De quoi s'agit-il ? D'étendre le champ des exceptions faites à la loi Toubon en autorisant l'enseignement universitaire tout en anglais. Tout. J'insiste sur ce point, car la confusion est trop souvent entretenue dans un élan de mauvaise foi : il ne s'agit pas d'enseigner "la" langue anglaise, mais de tout enseigner "en" langue anglaise.
Pour un Erasmus francophone
Cette entorse existe de fait déjà dans certaines grandes écoles. Doit-on vraiment la généraliser ? Faut-il vraiment l'encourager ? A HEC, par exemple, l'enseignement de l'économie se fait en anglais. Les élites françaises de demain sont donc formées-je n'ose dire formatées - par la pensée économique anglo-saxonne ultralibérale. Pour dire les choses brutalement, elles passent définitivement ainsi sous "tutelle intellectuelle". Pour cette seule raison, l'indigestion se fait déjà sentir en moi avant même qu'on n'ait tenté de me faire avaler la couleuvre. Mais s'en tenu : à la thèse de la "langue-idéologie" serait de courte vue, et même sans doute dangereux.

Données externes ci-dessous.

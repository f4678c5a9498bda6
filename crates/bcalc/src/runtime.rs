#![forbid(unsafe_code)]

//! Elm-style runtime for the calculator.
//!
//! A [`Model`] owns all state, turns messages into new state plus a
//! [`Cmd`], and renders itself into a [`Buffer`]. The [`Program`] drives
//! the loop: it polls terminal input, converts it into messages, schedules
//! frame ticks, and hands finished buffers to the [`Presenter`].
//!
//! # Ticks
//!
//! There is no free-running frame timer. A model that wants frames returns
//! [`Cmd::Tick`]; the program sleeps at most that long, then delivers one
//! [`Event::Tick`] carrying the time measured on the [`FrameClock`] since
//! the previous tick. A model that stops asking stops receiving frames.
//!
//! ```ignore
//! impl Model for Counter {
//!     type Message = Msg;
//!
//!     fn update(&mut self, msg: Msg) -> Cmd<Msg> {
//!         match msg {
//!             Msg::Tick(dt) => { self.elapsed += dt; Cmd::tick(FRAME) }
//!             Msg::Quit => Cmd::quit(),
//!         }
//!     }
//!
//!     fn view(&self, buf: &mut Buffer) { /* draw */ }
//! }
//! ```

use std::io::{self, Write};
use std::time::Duration;

use bcalc_core::{FrameClock, MonotonicClock};
use bcalc_widgets::Buffer;
use crossterm::event::{Event as TermEvent, KeyEvent, KeyEventKind};

use crate::presenter::Presenter;
use crate::session::TerminalSession;

/// Poll timeout while no tick is scheduled.
pub const IDLE_POLL: Duration = Duration::from_millis(100);

/// Input the runtime delivers to a model.
#[derive(Debug, Clone, PartialEq, Eq)]
pub enum Event {
    Key(KeyEvent),
    Paste(String),
    Resize(u16, u16),
    /// Time since the previous tick.
    Tick(Duration),
}

impl Event {
    /// Translate a terminal event; key releases and unhandled kinds yield `None`.
    pub fn from_crossterm(event: TermEvent) -> Option<Self> {
        match event {
            TermEvent::Key(key) if key.kind != KeyEventKind::Release => Some(Self::Key(key)),
            TermEvent::Paste(text) => Some(Self::Paste(text)),
            TermEvent::Resize(width, height) => Some(Self::Resize(width, height)),
            _ => None,
        }
    }
}

/// Application state and behavior.
pub trait Model {
    type Message: From<Event>;

    /// Commands to run once at startup.
    fn init(&mut self) -> Cmd<Self::Message> {
        Cmd::none()
    }

    fn update(&mut self, msg: Self::Message) -> Cmd<Self::Message>;

    /// Render the whole screen into `buf`.
    fn view(&self, buf: &mut Buffer);
}

/// Side effects requested by a model.
#[derive(Debug)]
pub enum Cmd<M> {
    None,
    Quit,
    Batch(Vec<Cmd<M>>),
    /// Feed a message straight back into `update`.
    Msg(M),
    /// Deliver one tick after this long.
    Tick(Duration),
}

impl<M> Cmd<M> {
    #[inline]
    pub fn none() -> Self {
        Self::None
    }

    #[inline]
    pub fn quit() -> Self {
        Self::Quit
    }

    #[inline]
    pub fn msg(m: M) -> Self {
        Self::Msg(m)
    }

    #[inline]
    pub fn tick(after: Duration) -> Self {
        Self::Tick(after)
    }

    pub fn batch(mut cmds: Vec<Self>) -> Self {
        match cmds.len() {
            0 => Self::None,
            1 => cmds.pop().unwrap_or_default(),
            _ => Self::Batch(cmds),
        }
    }

    #[must_use]
    pub fn is_none(&self) -> bool {
        matches!(self, Self::None)
    }
}

impl<M> Default for Cmd<M> {
    fn default() -> Self {
        Self::None
    }
}

/// The update/view loop around one model.
pub struct Program<M: Model, C: FrameClock = MonotonicClock> {
    model: M,
    clock: C,
    running: bool,
    dirty: bool,
    /// Clock time at which the pending tick fires.
    tick_at: Option<Duration>,
    last_tick: Duration,
    size: (u16, u16),
}

impl<M: Model, C: FrameClock> Program<M, C> {
    pub fn new(model: M, clock: C) -> Self {
        let now = clock.now();
        Self {
            model,
            clock,
            running: true,
            dirty: true,
            tick_at: None,
            last_tick: now,
            size: (80, 24),
        }
    }

    /// Run the model's `init` command.
    pub fn start(&mut self) {
        let cmd = self.model.init();
        self.execute(cmd);
    }

    /// Convert `event` into a message and apply it.
    pub fn dispatch(&mut self, event: Event) {
        if let Event::Resize(width, height) = event {
            self.size = (width, height);
        }
        let cmd = self.model.update(M::Message::from(event));
        self.dirty = true;
        self.execute(cmd);
    }

    fn execute(&mut self, cmd: Cmd<M::Message>) {
        match cmd {
            Cmd::None => {}
            Cmd::Quit => {
                tracing::debug!("quit requested");
                self.running = false;
            }
            Cmd::Batch(cmds) => {
                for cmd in cmds {
                    self.execute(cmd);
                }
            }
            Cmd::Msg(msg) => {
                let cmd = self.model.update(msg);
                self.dirty = true;
                self.execute(cmd);
            }
            Cmd::Tick(after) => {
                let now = self.clock.now();
                let at = now.saturating_add(after);
                match self.tick_at {
                    Some(pending) => self.tick_at = Some(pending.min(at)),
                    None => {
                        // Idle until now: measure the first frame from here.
                        self.last_tick = now;
                        self.tick_at = Some(at);
                    }
                }
            }
        }
    }

    /// How long input polling may block before the next tick is due.
    pub fn poll_timeout(&self) -> Duration {
        match self.tick_at {
            Some(at) => at.saturating_sub(self.clock.now()),
            None => IDLE_POLL,
        }
    }

    /// Deliver the pending tick if it is due. Returns whether one fired.
    pub fn fire_due_tick(&mut self) -> bool {
        let now = self.clock.now();
        match self.tick_at {
            Some(at) if now >= at => {
                self.tick_at = None;
                let dt = now.saturating_sub(self.last_tick);
                self.last_tick = now;
                tracing::trace!(dt_us = dt.as_micros() as u64, "tick");
                self.dispatch(Event::Tick(dt));
                true
            }
            _ => false,
        }
    }

    /// Render the model if anything changed since the last render.
    pub fn render(&mut self) -> Option<Buffer> {
        if !self.dirty {
            return None;
        }
        let mut buf = Buffer::new(self.size.0, self.size.1);
        self.model.view(&mut buf);
        self.dirty = false;
        Some(buf)
    }

    /// Drive the loop until the model quits.
    pub fn run<W: Write>(
        &mut self,
        session: &TerminalSession,
        presenter: &mut Presenter<W>,
    ) -> io::Result<()> {
        self.size = session.size()?;
        tracing::info!(width = self.size.0, height = self.size.1, "program started");
        self.start();

        while self.running {
            if let Some(buf) = self.render() {
                presenter.present(&buf)?;
            }
            if let Some(event) = session.poll_event(self.poll_timeout())? {
                if matches!(event, Event::Resize(..)) {
                    presenter.invalidate();
                }
                self.dispatch(event);
            }
            self.fire_due_tick();
        }

        tracing::info!("program stopped");
        Ok(())
    }

    pub fn model(&self) -> &M {
        &self.model
    }

    pub fn model_mut(&mut self) -> &mut M {
        &mut self.model
    }

    pub fn is_running(&self) -> bool {
        self.running
    }

    pub fn tick_pending(&self) -> bool {
        self.tick_at.is_some()
    }

    pub fn set_size(&mut self, width: u16, height: u16) {
        self.size = (width, height);
        self.dirty = true;
    }
}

En effet, le français ne véhicule pas en soi le colonialisme, l'allemand ne véhicule pas intrinsèquement le totalitarisme, l'arabe ne stipule pas l'inégalité de genre, le persan est très compatible avec l'amour du vin, etc. L'anglais véhicule donc aussi une part de la belle œuvre humaine. Et reconnaissons que c'est une langue utile à l'humanité du moment parce que ses rudiments sont mieux partagés. Il y en a eu d'autres, espérons qu'il y en aura d'autres. Tant qu'il n'y en a n'a pas qu'une...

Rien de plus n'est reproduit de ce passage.